START TASK DATA
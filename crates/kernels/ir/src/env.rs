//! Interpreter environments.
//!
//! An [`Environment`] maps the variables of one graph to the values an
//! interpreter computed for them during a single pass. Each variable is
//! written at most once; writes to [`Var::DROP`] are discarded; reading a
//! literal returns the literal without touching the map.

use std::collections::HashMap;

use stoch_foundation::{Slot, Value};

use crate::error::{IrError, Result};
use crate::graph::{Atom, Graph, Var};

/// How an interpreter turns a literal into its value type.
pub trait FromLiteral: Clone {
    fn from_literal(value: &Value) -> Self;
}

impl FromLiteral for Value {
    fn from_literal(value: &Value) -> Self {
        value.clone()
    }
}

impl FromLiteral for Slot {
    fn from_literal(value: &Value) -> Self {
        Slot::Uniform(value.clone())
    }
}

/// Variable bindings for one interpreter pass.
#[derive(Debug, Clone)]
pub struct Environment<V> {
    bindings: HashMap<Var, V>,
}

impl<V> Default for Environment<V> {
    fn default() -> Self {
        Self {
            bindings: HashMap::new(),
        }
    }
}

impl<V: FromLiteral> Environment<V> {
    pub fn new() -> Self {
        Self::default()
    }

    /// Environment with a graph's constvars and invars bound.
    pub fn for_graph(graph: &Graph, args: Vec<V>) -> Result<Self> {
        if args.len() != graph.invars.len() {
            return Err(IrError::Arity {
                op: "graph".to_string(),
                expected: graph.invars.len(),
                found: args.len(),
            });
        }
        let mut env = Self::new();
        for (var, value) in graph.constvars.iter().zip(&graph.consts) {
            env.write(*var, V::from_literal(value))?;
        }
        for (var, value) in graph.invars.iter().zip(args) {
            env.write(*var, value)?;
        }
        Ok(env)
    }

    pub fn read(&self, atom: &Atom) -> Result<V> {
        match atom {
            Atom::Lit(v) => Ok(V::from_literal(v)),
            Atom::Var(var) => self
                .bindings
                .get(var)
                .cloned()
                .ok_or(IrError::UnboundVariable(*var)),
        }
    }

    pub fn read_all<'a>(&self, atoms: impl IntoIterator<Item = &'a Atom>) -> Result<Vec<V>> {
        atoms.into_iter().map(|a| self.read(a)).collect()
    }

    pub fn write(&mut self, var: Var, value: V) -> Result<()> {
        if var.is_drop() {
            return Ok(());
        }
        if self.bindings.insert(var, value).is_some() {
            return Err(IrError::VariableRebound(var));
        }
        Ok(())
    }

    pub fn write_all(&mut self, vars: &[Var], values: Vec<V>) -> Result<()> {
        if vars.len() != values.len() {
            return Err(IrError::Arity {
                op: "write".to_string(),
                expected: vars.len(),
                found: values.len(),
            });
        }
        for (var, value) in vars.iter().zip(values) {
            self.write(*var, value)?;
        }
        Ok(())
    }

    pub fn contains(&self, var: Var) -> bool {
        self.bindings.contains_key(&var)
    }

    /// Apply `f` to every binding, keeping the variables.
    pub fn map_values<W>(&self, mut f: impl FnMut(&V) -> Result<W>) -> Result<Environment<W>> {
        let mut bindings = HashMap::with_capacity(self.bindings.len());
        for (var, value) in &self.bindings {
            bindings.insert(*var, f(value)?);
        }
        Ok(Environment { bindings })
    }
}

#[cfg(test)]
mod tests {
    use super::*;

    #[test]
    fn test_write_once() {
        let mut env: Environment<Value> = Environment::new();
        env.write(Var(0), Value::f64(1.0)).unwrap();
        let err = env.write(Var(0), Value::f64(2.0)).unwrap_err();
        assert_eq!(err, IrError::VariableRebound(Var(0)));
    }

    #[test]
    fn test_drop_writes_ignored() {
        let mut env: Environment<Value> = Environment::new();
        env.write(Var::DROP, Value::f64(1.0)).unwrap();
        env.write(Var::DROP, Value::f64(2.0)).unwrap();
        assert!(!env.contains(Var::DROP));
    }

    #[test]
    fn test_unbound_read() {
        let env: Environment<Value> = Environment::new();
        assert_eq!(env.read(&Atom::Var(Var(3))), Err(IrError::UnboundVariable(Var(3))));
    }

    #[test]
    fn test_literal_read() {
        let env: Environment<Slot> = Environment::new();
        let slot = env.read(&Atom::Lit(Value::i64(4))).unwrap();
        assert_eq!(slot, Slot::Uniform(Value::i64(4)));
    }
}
END TASK DATA
PROBLEM TO SOLVE:
The full set of entries above should be given again exactly.

ANSWER TO THE PROBLEM:
filename crates/kernels/ir/src/env.rs
//! Interpreter environments.
//!
//! An [`Environment`] maps the variables of one graph to the values an
//! interpreter computed for them during a single pass. Each variable is
//! written at most once; writes to [`Var::DROP`] are discarded; reading a
//! literal returns the literal without touching the map.

use std::collections::HashMap;

use stoch_foundation::{Slot, Value};

use crate::error::{IrError, Result};
use crate::graph::{Atom, Graph, Var};

/// How an interpreter turns a literal into its value type.
pub trait FromLiteral: Clone {
    fn from_literal(value: &Value) -> Self;
}

impl FromLiteral for Value {
    fn from_literal(value: &Value) -> Self {
        value.clone()
    }
}

impl FromLiteral for Slot {
    fn from_literal(value: &Value) -> Self {
        Slot::Uniform(value.clone())
    }
}

/// Variable bindings for one interpreter pass.
#[derive(Debug, Clone)]
pub struct Environment<V> {
    bindings: HashMap<Var, V>,
}

impl<V> Default for Environment<V> {
    fn default() -> Self {
        Self {
            bindings: HashMap::new(),
        }
    }
}

impl<V: FromLiteral> Environment<V> {
    pub fn new() -> Self {
        Self::default()
    }

    /// Environment with a graph's constvars and invars bound.
    pub fn for_graph(graph: &Graph, args: Vec<V>) -> Result<Self> {
        if args.len() != graph.invars.len() {
            return Err(IrError::Arity {
                op: "graph".to_string(),
                expected: graph.invars.len(),
                found: args.len(),
            });
        }
        let mut env = Self::new();
        for (var, value) in graph.constvars.iter().zip(&graph.consts) {
            env.write(*var, V::from_literal(value))?;
        }
        for (var, value) in graph.invars.iter().zip(args) {
            env.write(*var, value)?;
        }
        Ok(env)
    }

    pub fn read(&self, atom: &Atom) -> Result<V> {
        match atom {
            Atom::Lit(v) => Ok(V::from_literal(v)),
            Atom::Var(var) => self
                .bindings
                .get(var)
                .cloned()
                .ok_or(IrError::UnboundVariable(*var)),
        }
    }

    pub fn read_all<'a>(&self, atoms: impl IntoIterator<Item = &'a Atom>) -> Result<Vec<V>> {
        atoms.into_iter().map(|a| self.read(a)).collect()
    }

    pub fn write(&mut self, var: Var, value: V) -> Result<()> {
        if var.is_drop() {
            return Ok(());
        }
        if self.bindings.insert(var, value).is_some() {
            return Err(IrError::VariableRebound(var));
        }
        Ok(())
    }

    pub fn write_all(&mut self, vars: &[Var], values: Vec<V>) -> Result<()> {
        if vars.len() != values.len() {
            return Err(IrError::Arity {
                op: "write".to_string(),
                expected: vars.len(),
                found: values.len(),
            });
        }
        for (var, value) in vars.iter().zip(values) {
            self.write(*var, value)?;
        }
        Ok(())
    }

    pub fn contains(&self, var: Var) -> bool {
        self.bindings.contains_key(&var)
    }

    /// Apply `f` to every binding, keeping the variables.
    pub fn map_values<W>(&self, mut f: impl FnMut(&V) -> Result<W>) -> Result<Environment<W>> {
        let mut bindings = HashMap::with_capacity(self.bindings.len());
        for (var, value) in &self.bindings {
            bindings.insert(*var, f(value)?);
        }
        Ok(Environment { bindings })
    }
}

#[cfg(test)]
mod tests {
    use super::*;

    #[test]
    fn test_write_once() {
        let mut env: Environment<Value> = Environment::new();
        env.write(Var(0), Value::f64(1.0)).unwrap();
        let err = env.write(Var(0), Value::f64(2.0)).unwrap_err();
        assert_eq!(err, IrError::VariableRebound(Var(0)));
    }

    #[test]
    fn test_drop_writes_ignored() {
        let mut env: Environment<Value> = Environment::new();
        env.write(Var::DROP, Value::f64(1.0)).unwrap();
        env.write(Var::DROP, Value::f64(2.0)).unwrap();
        assert!(!env.contains(Var::DROP));
    }

    #[test]
    fn test_unbound_read() {
        let env: Environment<Value> = Environment::new();
        assert_eq!(env.read(&Atom::Var(Var(3))), Err(IrError::UnboundVariable(Var(3))));
    }

    #[test]
    fn test_literal_read() {
        let env: Environment<Slot> = Environment::new();
        let slot = env.read(&Atom::Lit(Value::i64(4))).unwrap();
        assert_eq!(slot, Slot::Uniform(Value::i64(4)));
    }
}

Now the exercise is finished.